Records drawn from a dataset:
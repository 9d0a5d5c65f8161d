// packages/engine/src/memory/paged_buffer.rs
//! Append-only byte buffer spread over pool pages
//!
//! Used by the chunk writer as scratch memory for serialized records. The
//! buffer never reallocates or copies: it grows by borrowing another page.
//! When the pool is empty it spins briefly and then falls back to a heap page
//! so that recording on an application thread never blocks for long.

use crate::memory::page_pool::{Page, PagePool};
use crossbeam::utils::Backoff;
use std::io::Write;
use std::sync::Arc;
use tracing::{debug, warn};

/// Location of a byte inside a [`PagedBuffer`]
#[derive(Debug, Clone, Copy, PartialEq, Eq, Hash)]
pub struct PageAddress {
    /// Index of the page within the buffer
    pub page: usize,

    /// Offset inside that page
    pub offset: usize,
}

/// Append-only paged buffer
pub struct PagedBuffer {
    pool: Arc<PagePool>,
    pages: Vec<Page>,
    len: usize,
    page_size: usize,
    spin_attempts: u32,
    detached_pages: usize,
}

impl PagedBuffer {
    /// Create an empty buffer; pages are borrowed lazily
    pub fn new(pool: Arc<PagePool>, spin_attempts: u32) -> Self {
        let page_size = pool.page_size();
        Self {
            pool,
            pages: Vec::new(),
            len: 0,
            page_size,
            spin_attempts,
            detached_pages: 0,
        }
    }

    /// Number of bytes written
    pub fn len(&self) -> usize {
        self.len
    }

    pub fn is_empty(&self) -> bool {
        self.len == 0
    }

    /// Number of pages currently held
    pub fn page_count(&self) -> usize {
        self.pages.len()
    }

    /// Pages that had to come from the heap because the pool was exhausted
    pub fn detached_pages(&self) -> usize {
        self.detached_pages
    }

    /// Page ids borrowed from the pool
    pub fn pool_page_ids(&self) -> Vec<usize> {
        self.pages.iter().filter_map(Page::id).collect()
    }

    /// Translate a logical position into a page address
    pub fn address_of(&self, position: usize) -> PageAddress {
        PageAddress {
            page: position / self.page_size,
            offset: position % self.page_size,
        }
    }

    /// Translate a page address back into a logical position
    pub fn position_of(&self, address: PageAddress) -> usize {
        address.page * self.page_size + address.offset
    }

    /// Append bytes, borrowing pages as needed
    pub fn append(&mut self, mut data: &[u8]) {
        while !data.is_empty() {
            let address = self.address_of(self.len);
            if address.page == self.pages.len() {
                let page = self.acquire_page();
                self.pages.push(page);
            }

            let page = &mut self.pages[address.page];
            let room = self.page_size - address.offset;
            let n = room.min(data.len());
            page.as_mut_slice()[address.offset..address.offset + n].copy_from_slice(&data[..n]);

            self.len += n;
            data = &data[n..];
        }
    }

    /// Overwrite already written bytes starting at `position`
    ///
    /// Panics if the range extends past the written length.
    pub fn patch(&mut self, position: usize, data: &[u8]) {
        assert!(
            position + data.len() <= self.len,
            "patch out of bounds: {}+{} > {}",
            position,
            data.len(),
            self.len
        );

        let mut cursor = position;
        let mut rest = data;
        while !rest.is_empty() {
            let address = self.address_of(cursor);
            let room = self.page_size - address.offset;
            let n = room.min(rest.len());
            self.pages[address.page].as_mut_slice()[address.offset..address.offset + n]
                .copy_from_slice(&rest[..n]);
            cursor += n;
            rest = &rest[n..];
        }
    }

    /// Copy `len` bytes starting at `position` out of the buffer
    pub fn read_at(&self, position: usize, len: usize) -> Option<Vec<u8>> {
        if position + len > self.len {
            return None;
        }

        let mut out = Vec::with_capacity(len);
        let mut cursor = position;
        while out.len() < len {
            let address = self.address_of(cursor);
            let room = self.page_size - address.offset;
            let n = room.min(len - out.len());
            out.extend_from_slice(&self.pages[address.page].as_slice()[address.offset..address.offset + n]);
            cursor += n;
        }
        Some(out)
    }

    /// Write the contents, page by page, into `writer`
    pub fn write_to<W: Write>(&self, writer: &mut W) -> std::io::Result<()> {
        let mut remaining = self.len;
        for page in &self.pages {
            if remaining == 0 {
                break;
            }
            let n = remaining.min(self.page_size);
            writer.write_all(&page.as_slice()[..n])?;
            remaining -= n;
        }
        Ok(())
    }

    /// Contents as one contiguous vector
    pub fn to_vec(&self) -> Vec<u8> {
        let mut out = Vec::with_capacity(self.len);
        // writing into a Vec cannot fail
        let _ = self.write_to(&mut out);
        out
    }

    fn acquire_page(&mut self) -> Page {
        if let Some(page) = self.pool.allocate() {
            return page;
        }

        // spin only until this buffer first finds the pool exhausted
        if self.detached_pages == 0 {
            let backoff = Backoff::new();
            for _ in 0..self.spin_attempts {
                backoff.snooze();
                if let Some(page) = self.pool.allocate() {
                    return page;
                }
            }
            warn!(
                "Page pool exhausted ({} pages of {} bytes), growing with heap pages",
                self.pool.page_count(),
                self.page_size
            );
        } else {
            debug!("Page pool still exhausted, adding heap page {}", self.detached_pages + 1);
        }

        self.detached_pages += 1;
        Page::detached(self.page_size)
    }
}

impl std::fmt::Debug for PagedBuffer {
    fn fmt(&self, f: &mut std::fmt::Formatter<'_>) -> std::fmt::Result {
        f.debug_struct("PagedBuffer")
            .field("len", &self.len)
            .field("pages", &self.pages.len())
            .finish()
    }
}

---

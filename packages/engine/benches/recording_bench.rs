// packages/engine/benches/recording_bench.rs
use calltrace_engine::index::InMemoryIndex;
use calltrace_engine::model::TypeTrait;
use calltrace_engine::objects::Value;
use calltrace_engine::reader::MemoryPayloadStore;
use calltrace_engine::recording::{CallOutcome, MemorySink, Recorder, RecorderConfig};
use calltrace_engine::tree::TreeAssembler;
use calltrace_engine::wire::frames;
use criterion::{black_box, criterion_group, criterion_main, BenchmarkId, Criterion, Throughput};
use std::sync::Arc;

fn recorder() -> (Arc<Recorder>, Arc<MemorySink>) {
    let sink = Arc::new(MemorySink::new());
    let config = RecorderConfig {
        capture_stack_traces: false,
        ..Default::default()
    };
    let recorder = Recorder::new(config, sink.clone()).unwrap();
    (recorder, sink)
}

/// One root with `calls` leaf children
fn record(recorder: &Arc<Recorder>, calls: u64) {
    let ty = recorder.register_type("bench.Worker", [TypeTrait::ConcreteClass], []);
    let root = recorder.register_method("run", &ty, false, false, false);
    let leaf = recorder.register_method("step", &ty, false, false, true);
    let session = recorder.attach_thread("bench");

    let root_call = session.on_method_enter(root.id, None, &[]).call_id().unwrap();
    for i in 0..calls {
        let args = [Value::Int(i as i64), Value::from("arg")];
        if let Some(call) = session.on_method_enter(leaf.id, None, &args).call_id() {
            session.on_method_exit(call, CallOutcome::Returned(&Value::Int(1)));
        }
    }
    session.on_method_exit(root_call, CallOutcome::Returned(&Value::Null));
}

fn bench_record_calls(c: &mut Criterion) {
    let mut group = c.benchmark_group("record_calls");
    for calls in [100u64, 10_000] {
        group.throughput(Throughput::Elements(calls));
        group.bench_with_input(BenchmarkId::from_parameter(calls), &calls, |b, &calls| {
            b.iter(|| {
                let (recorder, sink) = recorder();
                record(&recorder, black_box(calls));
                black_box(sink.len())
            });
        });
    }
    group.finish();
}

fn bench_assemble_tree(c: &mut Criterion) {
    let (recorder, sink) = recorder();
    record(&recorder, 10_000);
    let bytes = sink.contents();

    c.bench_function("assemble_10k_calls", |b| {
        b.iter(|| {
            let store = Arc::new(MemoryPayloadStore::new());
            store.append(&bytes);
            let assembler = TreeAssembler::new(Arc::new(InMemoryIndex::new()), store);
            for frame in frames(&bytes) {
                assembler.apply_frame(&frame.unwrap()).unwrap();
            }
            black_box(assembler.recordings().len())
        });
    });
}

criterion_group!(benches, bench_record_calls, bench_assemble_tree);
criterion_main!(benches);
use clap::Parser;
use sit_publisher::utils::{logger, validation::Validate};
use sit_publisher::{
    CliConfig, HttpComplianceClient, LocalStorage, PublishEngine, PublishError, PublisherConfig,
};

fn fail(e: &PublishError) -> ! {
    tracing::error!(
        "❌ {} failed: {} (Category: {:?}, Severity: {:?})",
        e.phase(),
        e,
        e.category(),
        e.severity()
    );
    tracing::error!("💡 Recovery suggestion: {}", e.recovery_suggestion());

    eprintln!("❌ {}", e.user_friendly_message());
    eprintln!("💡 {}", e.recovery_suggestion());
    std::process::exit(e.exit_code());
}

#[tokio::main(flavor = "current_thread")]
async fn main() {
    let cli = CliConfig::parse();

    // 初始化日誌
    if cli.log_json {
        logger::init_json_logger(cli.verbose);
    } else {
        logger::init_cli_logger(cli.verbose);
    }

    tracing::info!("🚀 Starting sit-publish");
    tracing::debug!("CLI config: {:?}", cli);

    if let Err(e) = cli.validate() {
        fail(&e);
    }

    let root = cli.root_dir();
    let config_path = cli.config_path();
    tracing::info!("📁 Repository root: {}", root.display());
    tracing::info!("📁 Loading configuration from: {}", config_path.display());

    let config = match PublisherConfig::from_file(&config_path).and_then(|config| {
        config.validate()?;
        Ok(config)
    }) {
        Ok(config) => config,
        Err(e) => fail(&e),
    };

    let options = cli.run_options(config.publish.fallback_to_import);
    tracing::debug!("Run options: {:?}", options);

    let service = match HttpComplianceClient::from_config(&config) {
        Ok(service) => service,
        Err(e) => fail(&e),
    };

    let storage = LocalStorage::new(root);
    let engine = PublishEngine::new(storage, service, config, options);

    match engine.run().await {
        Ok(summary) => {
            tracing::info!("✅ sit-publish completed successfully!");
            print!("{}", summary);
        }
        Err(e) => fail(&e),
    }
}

> [WHAT TO PRODUCE]: Identify the lines in the entries that hold "BenchmarkId" and return each one.

> [RESULT OF THE EXERCISE]:
use criterion::{black_box, criterion_group, criterion_main, BenchmarkId, Criterion, Throughput};
        group.bench_with_input(BenchmarkId::from_parameter(calls), &calls, |b, &calls| {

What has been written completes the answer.